#### Source information ####

//! Station link acquisition and loss handling.
//!
//! [`ConnectivityManager`] drives a [`LinkDriver`] from `Idle` to `Up` and
//! back after a loss. Every failed check costs one wait quantum, during
//! which the device hooks get a chance to service buttons and watchdogs.
//! Threshold crossings are reported through [`DeviceHooks::on_disconnect`];
//! the manager never takes the interface down on its own.

use crate::hooks::DeviceHooks;
use crate::link::{LinkDriver, LinkError, LinkProfile, LinkStatus};
use crate::platform::Clock;
use crate::retry::{Escalation, RetryCounter, RetryPolicy};
use chrono::{DateTime, Utc};
use std::net::Ipv4Addr;
use std::sync::Arc;
use tracing::{debug, info, warn};

/// Link state as seen by the manager.
#[derive(Debug, Clone, PartialEq, Eq)]
pub enum ConnectivityState {
    /// Not started, or reconfigured and waiting to start.
    Idle,
    /// Joining; `attempt` failed checks so far.
    Acquiring { attempt: u32 },
    Up {
        since: DateTime<Utc>,
        address: Ipv4Addr,
    },
    /// Was up, link dropped, re-join requested.
    Lost,
}

/// Result of a single acquisition quantum.
#[derive(Debug, Clone, Copy, PartialEq, Eq)]
pub enum LinkStep {
    Up(Ipv4Addr),
    Retrying { attempt: u32 },
    Escalated { attempt: u32, escalation: Escalation },
}

/// Map a signal strength in dBm to a 0..=100 quality percentage.
pub fn quality_from_rssi(dbm: i32) -> u8 {
    if dbm <= -100 {
        0
    } else if dbm >= -50 {
        100
    } else {
        (2 * (dbm + 100)) as u8
    }
}

/// Connectivity state machine.
pub struct ConnectivityManager<L> {
    driver: L,
    profile: LinkProfile,
    policy: RetryPolicy,
    counter: RetryCounter,
    state: ConnectivityState,
    clock: Arc<dyn Clock>,
}

impl<L: LinkDriver> ConnectivityManager<L> {
    pub fn new(driver: L, profile: LinkProfile, policy: RetryPolicy, clock: Arc<dyn Clock>) -> Self {
        Self {
            driver,
            profile,
            policy,
            counter: RetryCounter::new(),
            state: ConnectivityState::Idle,
            clock,
        }
    }

    /// Configure the interface and begin joining.
    pub fn start(&mut self) -> Result<(), LinkError> {
        info!(
            hostname = %self.profile.hostname(),
            wired = self.profile.is_wired(),
            "Connecting to network"
        );
        self.driver.begin(&self.profile)?;
        self.counter.reset();
        self.state = ConnectivityState::Acquiring { attempt: 0 };
        Ok(())
    }

    /// Run one acquisition quantum.
    ///
    /// Returns immediately when the link is up. Otherwise services the
    /// hardware hook, waits one quantum and counts the failure.
    pub fn step(&mut self, hooks: &mut dyn DeviceHooks) -> LinkStep {
        if self.driver.is_up() {
            return LinkStep::Up(self.commit_up());
        }

        hooks.on_hardware_event();
        self.clock.sleep(self.policy.wait_quantum);
        let escalation = self.counter.record_failure(&self.policy);
        let attempt = self.counter.attempt();
        self.state = ConnectivityState::Acquiring { attempt };
        debug!(attempt, "Wifi attempts");

        match escalation {
            Some(escalation) => {
                if escalation == Escalation::Terminal {
                    warn!(attempt, "Max retry reached, powering off peripherals.");
                } else {
                    warn!(attempt, "Link still down, fast disconnect");
                }
                hooks.on_disconnect(escalation);
                LinkStep::Escalated { attempt, escalation }
            }
            None => LinkStep::Retrying { attempt },
        }
    }

    /// Block until the link is up.
    pub fn acquire(&mut self, hooks: &mut dyn DeviceHooks) -> Result<Ipv4Addr, LinkError> {
        if self.state == ConnectivityState::Idle {
            self.start()?;
        }
        loop {
            if let LinkStep::Up(address) = self.step(hooks) {
                return Ok(address);
            }
        }
    }

    /// Try for at most `max_quanta` quanta. `None` when the link stayed down.
    pub fn join(&mut self, max_quanta: u32, hooks: &mut dyn DeviceHooks) -> Option<Ipv4Addr> {
        if self.state == ConnectivityState::Idle {
            if let Err(e) = self.start() {
                warn!(error = %e, "Unable to start link");
                return None;
            }
        }
        for _ in 0..=max_quanta {
            if let LinkStep::Up(address) = self.step(hooks) {
                return Some(address);
            }
        }
        None
    }

    /// Bring the link back if it dropped. A no-op while up.
    pub fn reconnect(&mut self, hooks: &mut dyn DeviceHooks) -> Result<Ipv4Addr, LinkError> {
        if self.driver.is_up() {
            return Ok(match &self.state {
                ConnectivityState::Up { address, .. } => *address,
                _ => self.commit_up(),
            });
        }

        if matches!(self.state, ConnectivityState::Up { .. }) {
            warn!("WiFi connection lost, reconnecting");
            self.state = ConnectivityState::Lost;
            self.counter.reset();
            if let Err(e) = self.driver.rejoin() {
                warn!(error = %e, "Rejoin request failed");
            }
        }
        self.acquire(hooks)
    }

    /// Replace the profile. The next `acquire` or `join` restarts the interface.
    pub fn reconfigure(&mut self, profile: LinkProfile) {
        if self.state != ConnectivityState::Idle {
            self.driver.disconnect();
        }
        self.profile = profile;
        self.counter.reset();
        self.state = ConnectivityState::Idle;
    }

    pub fn is_up(&self) -> bool {
        self.driver.is_up()
    }

    pub fn state(&self) -> &ConnectivityState {
        &self.state
    }

    pub fn attempt(&self) -> u32 {
        self.counter.attempt()
    }

    /// The committed address while up.
    pub fn address(&self) -> Option<Ipv4Addr> {
        match &self.state {
            ConnectivityState::Up { address, .. } if self.driver.is_up() => Some(*address),
            _ => None,
        }
    }

    /// Signal quality percentage, `None` while down or on wired links.
    pub fn signal_quality(&self) -> Option<u8> {
        if !self.driver.is_up() {
            return None;
        }
        self.driver.rssi().map(quality_from_rssi)
    }

    pub fn mac_address(&self) -> Option<String> {
        self.driver.mac_address()
    }

    /// Ping the gateway to keep the association alive.
    ///
    /// Skipped while the link is down. A failed ping is only reported; the
    /// next reconnect check decides whether the link is gone.
    pub fn ping_gateway(&mut self) -> Option<bool> {
        if !matches!(self.state, ConnectivityState::Up { .. }) || !self.driver.is_up() {
            return None;
        }
        let reply = self.driver.ping_gateway();
        match reply {
            Some(true) => debug!("Gateway ping ok"),
            Some(false) => warn!("PING KO"),
            None => {}
        }
        reply
    }

    pub fn profile(&self) -> &LinkProfile {
        &self.profile
    }

    pub fn driver(&self) -> &L {
        &self.driver
    }

    fn commit_up(&mut self) -> Ipv4Addr {
        let address = self
            .driver
            .local_address()
            .unwrap_or(Ipv4Addr::UNSPECIFIED);
        let since = match &self.state {
            ConnectivityState::Up { since, address: held } if *held == address => *since,
            _ => {
                info!(%address, hostname = %self.profile.hostname(), "WIFI CONNECTED");
                self.clock.now()
            }
        };
        self.counter.reset();
        self.state = ConnectivityState::Up { since, address };
        address
    }
}

impl<L: LinkDriver> LinkStatus for ConnectivityManager<L> {
    fn is_up(&self) -> bool {
        self.driver.is_up()
    }
}

#[cfg(test)]
mod tests {
    use super::*;
    use crate::config::DeviceConfig;
    use crate::sim::{ManualClock, RecordingHooks, SimulatedLink};
    use pretty_assertions::assert_eq;
    use std::time::Duration;

    fn manager(link: &SimulatedLink, policy: RetryPolicy) -> (ConnectivityManager<SimulatedLink>, Arc<ManualClock>) {
        let clock = Arc::new(ManualClock::new());
        let profile = LinkProfile::from_config(&DeviceConfig::for_wifi("dev", "home", "pw"));
        let mgr = ConnectivityManager::new(link.clone(), profile, policy, clock.clone());
        (mgr, clock)
    }

    #[test]
    fn test_quality_mapping() {
        assert_eq!(quality_from_rssi(-120), 0);
        assert_eq!(quality_from_rssi(-100), 0);
        assert_eq!(quality_from_rssi(-75), 50);
        assert_eq!(quality_from_rssi(-50), 100);
        assert_eq!(quality_from_rssi(-20), 100);
    }

    #[test]
    fn test_step_counts_until_up() {
        let link = SimulatedLink::new(Ipv4Addr::new(192, 168, 1, 40));
        link.set_join_delay(Some(3));
        let (mut mgr, clock) = manager(&link, RetryPolicy::default());
        let mut hooks = RecordingHooks::new();

        mgr.start().unwrap();
        assert_eq!(mgr.step(&mut hooks), LinkStep::Retrying { attempt: 1 });
        assert_eq!(mgr.step(&mut hooks), LinkStep::Retrying { attempt: 2 });
        assert_eq!(mgr.step(&mut hooks), LinkStep::Retrying { attempt: 3 });
        assert_eq!(mgr.state(), &ConnectivityState::Acquiring { attempt: 3 });
        assert_eq!(
            mgr.step(&mut hooks),
            LinkStep::Up(Ipv4Addr::new(192, 168, 1, 40))
        );

        // Counter resets to exactly zero on success
        assert_eq!(mgr.attempt(), 0);
        assert_eq!(mgr.address(), Some(Ipv4Addr::new(192, 168, 1, 40)));
        assert_eq!(hooks.hardware_events(), 3);
        assert_eq!(clock.slept(), Duration::from_millis(1500));
    }

    #[test]
    fn test_acquire_escalates_but_keeps_going() {
        let link = SimulatedLink::new(Ipv4Addr::new(10, 0, 0, 7));
        link.set_join_delay(Some(25));
        let (mut mgr, _clock) = manager(&link, RetryPolicy::default().with_fast_disconnect(true));
        let mut hooks = RecordingHooks::new();

        let address = mgr.acquire(&mut hooks).unwrap();
        assert_eq!(address, Ipv4Addr::new(10, 0, 0, 7));
        assert_eq!(hooks.escalations(), vec![Escalation::FastDisconnect]);
        // Escalation never touches the interface
        assert_eq!(link.disconnects(), 0);
    }

    #[test]
    fn test_join_is_bounded() {
        let link = SimulatedLink::new(Ipv4Addr::new(10, 0, 0, 7));
        let (mut mgr, _clock) = manager(&link, RetryPolicy::default());
        let mut hooks = RecordingHooks::new();

        assert_eq!(mgr.join(5, &mut hooks), None);
        assert_eq!(link.begins().len(), 1);
        assert_eq!(mgr.attempt(), 6);
    }

    #[test]
    fn test_reconnect_is_noop_when_up() {
        let link = SimulatedLink::new(Ipv4Addr::new(10, 0, 0, 7));
        link.bring_up();
        let (mut mgr, clock) = manager(&link, RetryPolicy::default());
        let mut hooks = RecordingHooks::new();

        mgr.acquire(&mut hooks).unwrap();
        let since = match mgr.state() {
            ConnectivityState::Up { since, .. } => *since,
            other => panic!("expected Up, got {other:?}"),
        };
        clock.advance(Duration::from_secs(30));

        mgr.reconnect(&mut hooks).unwrap();
        assert_eq!(link.rejoins(), 0);
        // Still the first Up transition
        assert!(matches!(mgr.state(), ConnectivityState::Up { since: s, .. } if *s == since));
    }

    #[test]
    fn test_reconnect_after_loss_rejoins() {
        let link = SimulatedLink::new(Ipv4Addr::new(10, 0, 0, 7));
        link.bring_up();
        let (mut mgr, _clock) = manager(&link, RetryPolicy::default());
        let mut hooks = RecordingHooks::new();
        mgr.acquire(&mut hooks).unwrap();

        link.drop_link();
        link.set_join_delay(Some(2));
        assert_eq!(mgr.address(), None);
        assert_eq!(mgr.signal_quality(), None);

        mgr.reconnect(&mut hooks).unwrap();
        assert_eq!(link.rejoins(), 1);
        assert_eq!(mgr.attempt(), 0);
        assert!(mgr.is_up());
    }

    #[test]
    fn test_reconfigure_restarts_interface() {
        let link = SimulatedLink::new(Ipv4Addr::new(10, 0, 0, 7));
        link.bring_up();
        let (mut mgr, _clock) = manager(&link, RetryPolicy::default());
        let mut hooks = RecordingHooks::new();
        mgr.acquire(&mut hooks).unwrap();

        let profile = LinkProfile::from_config(&DeviceConfig::for_wifi("dev2", "other", ""));
        mgr.reconfigure(profile.clone());
        assert_eq!(mgr.state(), &ConnectivityState::Idle);
        assert_eq!(link.disconnects(), 1);

        link.set_join_delay(Some(0));
        assert!(mgr.join(3, &mut hooks).is_some());
        let begins = link.begins();
        assert_eq!(begins.len(), 2);
        assert_eq!(begins[1], profile);
    }

    #[test]
    fn test_gateway_ping_only_while_up() {
        let link = SimulatedLink::new(Ipv4Addr::new(10, 0, 0, 7));
        link.set_gateway_reply(Some(false));
        let (mut mgr, _clock) = manager(&link, RetryPolicy::default());
        let mut hooks = RecordingHooks::new();

        assert_eq!(mgr.ping_gateway(), None);
        assert_eq!(link.pings(), 0);

        link.bring_up();
        mgr.acquire(&mut hooks).unwrap();
        assert_eq!(mgr.ping_gateway(), Some(false));
        link.set_gateway_reply(Some(true));
        assert_eq!(mgr.ping_gateway(), Some(true));
        assert_eq!(link.pings(), 2);
        // A failed ping leaves the link state alone
        assert!(matches!(mgr.state(), ConnectivityState::Up { .. }));
    }
}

####

(Required action):
Output the records above exactly, from their first line through the line that contains "0..=100 quality percentage.", and add nothing.

(Reply):
//! Station link acquisition and loss handling.
//!
//! [`ConnectivityManager`] drives a [`LinkDriver`] from `Idle` to `Up` and
//! back after a loss. Every failed check costs one wait quantum, during
//! which the device hooks get a chance to service buttons and watchdogs.
//! Threshold crossings are reported through [`DeviceHooks::on_disconnect`];
//! the manager never takes the interface down on its own.

use crate::hooks::DeviceHooks;
use crate::link::{LinkDriver, LinkError, LinkProfile, LinkStatus};
use crate::platform::Clock;
use crate::retry::{Escalation, RetryCounter, RetryPolicy};
use chrono::{DateTime, Utc};
use std::net::Ipv4Addr;
use std::sync::Arc;
use tracing::{debug, info, warn};

/// Link state as seen by the manager.
#[derive(Debug, Clone, PartialEq, Eq)]
pub enum ConnectivityState {
    /// Not started, or reconfigured and waiting to start.
    Idle,
    /// Joining; `attempt` failed checks so far.
    Acquiring { attempt: u32 },
    Up {
        since: DateTime<Utc>,
        address: Ipv4Addr,
    },
    /// Was up, link dropped, re-join requested.
    Lost,
}

/// Result of a single acquisition quantum.
#[derive(Debug, Clone, Copy, PartialEq, Eq)]
pub enum LinkStep {
    Up(Ipv4Addr),
    Retrying { attempt: u32 },
    Escalated { attempt: u32, escalation: Escalation },
}

/// Map a signal strength in dBm to a 0..=100 quality percentage.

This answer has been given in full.